START MATERIAL PROVIDED

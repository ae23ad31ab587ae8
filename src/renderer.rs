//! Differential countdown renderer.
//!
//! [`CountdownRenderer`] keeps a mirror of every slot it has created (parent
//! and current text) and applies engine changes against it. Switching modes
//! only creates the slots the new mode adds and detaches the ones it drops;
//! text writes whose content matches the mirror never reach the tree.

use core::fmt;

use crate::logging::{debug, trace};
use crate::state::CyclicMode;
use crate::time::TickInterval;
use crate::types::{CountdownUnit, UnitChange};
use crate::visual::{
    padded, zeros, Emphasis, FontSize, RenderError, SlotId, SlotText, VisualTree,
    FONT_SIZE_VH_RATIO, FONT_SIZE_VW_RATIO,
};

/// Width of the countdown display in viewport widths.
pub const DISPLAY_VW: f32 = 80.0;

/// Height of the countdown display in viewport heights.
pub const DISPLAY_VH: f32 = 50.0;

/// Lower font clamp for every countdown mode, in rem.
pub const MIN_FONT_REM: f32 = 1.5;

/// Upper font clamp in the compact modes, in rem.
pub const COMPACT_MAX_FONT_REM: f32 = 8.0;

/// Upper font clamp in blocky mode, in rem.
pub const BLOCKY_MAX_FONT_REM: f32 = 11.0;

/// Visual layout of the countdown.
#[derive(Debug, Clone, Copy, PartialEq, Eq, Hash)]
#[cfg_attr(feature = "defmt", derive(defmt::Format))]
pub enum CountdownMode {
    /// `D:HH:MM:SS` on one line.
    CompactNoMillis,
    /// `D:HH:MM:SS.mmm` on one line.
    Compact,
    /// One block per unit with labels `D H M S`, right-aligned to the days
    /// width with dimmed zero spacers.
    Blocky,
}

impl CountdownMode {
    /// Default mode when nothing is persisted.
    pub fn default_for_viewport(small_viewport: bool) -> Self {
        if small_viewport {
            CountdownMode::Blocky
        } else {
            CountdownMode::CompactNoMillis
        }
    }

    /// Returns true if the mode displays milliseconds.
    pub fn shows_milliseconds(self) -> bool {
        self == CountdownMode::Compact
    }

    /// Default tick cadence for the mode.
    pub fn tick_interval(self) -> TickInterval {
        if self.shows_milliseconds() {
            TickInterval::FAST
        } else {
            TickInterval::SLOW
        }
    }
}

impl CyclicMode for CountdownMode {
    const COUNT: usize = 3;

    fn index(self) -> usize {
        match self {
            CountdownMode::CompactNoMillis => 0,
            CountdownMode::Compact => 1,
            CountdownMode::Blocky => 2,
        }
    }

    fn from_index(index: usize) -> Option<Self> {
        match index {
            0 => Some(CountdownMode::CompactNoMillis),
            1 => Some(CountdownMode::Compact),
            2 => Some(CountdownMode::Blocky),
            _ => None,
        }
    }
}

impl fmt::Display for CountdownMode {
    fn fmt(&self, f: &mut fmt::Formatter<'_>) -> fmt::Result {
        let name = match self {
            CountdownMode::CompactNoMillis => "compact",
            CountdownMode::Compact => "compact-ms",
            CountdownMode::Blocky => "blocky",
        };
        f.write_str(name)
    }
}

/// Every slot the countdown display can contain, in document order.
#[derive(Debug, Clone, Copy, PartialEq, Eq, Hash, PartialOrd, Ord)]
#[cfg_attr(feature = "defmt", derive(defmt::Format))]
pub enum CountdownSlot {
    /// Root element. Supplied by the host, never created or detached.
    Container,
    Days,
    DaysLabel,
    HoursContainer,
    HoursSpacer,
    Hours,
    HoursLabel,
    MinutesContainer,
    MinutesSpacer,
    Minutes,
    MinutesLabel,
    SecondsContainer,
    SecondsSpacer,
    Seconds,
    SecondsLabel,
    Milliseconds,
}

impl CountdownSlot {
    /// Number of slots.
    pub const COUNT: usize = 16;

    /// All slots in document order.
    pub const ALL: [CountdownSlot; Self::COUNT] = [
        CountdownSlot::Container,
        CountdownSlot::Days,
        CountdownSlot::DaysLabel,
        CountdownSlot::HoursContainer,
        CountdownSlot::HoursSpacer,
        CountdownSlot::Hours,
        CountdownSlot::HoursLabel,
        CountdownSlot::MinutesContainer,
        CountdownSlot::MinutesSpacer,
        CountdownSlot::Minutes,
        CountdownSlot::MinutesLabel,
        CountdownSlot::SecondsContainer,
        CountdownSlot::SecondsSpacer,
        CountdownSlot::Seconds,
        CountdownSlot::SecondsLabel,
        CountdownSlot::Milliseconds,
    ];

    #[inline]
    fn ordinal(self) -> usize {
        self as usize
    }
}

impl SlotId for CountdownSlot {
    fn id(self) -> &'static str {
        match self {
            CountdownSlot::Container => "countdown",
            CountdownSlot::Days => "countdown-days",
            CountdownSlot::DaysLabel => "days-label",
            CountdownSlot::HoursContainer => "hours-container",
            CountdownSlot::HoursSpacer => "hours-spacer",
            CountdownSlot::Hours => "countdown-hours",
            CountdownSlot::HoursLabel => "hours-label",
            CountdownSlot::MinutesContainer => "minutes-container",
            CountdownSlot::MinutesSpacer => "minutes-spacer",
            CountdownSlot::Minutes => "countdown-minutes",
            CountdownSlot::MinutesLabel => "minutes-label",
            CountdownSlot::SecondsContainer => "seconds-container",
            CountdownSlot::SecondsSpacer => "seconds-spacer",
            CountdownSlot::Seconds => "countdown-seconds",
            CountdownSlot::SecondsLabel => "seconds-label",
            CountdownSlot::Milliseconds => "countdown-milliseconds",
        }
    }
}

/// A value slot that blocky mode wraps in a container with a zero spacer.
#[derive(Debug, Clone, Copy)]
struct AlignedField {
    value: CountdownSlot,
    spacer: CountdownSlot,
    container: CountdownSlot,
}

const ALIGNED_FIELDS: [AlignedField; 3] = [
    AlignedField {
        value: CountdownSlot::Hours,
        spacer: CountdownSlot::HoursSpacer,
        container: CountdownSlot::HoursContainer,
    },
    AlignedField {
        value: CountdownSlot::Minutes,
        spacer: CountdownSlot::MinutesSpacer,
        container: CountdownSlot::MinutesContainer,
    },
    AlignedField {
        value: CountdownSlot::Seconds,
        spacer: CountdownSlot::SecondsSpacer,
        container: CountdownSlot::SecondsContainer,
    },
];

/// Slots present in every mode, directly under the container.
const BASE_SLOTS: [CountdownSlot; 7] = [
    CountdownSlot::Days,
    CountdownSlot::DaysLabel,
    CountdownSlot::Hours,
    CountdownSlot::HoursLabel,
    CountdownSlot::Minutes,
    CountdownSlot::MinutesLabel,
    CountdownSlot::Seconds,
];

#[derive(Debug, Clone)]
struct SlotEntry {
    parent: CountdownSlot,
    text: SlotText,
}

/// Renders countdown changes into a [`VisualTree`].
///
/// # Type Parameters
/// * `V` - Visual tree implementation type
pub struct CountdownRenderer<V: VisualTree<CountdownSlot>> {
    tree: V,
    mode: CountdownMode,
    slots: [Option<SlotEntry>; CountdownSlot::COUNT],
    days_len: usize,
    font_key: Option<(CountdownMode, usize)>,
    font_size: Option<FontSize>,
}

END MATERIAL PROVIDED
START MATERIAL PROVIDED

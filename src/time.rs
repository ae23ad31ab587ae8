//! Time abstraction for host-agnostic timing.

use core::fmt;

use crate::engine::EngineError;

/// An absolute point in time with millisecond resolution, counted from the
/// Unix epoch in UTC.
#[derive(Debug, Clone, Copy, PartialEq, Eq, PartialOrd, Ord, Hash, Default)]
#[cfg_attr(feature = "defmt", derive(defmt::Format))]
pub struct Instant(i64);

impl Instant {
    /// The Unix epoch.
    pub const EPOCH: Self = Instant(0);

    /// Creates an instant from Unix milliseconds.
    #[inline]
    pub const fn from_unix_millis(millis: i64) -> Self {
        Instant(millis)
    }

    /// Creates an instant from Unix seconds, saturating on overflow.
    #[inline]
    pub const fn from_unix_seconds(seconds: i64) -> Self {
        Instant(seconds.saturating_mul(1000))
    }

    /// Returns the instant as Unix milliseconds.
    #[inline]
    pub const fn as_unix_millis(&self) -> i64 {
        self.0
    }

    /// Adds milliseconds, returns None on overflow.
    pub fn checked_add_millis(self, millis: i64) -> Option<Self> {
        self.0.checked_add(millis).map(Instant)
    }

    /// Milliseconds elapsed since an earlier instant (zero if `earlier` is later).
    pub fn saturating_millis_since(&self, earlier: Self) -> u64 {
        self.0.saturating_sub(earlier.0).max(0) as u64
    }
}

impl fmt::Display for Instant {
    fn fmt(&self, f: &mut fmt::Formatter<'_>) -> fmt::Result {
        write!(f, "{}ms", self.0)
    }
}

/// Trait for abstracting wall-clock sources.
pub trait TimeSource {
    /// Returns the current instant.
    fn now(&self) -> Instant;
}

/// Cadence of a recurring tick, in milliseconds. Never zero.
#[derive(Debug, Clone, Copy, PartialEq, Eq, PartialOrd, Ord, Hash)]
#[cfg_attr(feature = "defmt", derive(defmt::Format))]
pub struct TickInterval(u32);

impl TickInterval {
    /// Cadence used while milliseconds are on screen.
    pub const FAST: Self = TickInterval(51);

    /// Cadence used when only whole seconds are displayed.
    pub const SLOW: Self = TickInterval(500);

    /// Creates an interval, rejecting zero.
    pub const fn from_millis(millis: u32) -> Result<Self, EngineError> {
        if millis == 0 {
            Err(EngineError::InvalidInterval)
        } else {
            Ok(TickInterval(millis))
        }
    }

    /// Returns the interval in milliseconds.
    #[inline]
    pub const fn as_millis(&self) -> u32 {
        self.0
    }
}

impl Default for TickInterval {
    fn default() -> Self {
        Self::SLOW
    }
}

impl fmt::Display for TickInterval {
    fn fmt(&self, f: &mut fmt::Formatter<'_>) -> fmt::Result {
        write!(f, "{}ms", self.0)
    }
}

END MATERIAL PROVIDED

Read each line of the material, and wherever the word "clamp" turns up, copy that line.

/// Lower font clamp for every countdown mode, in rem.
/// Upper font clamp in the compact modes, in rem.
/// Upper font clamp in blocky mode, in rem.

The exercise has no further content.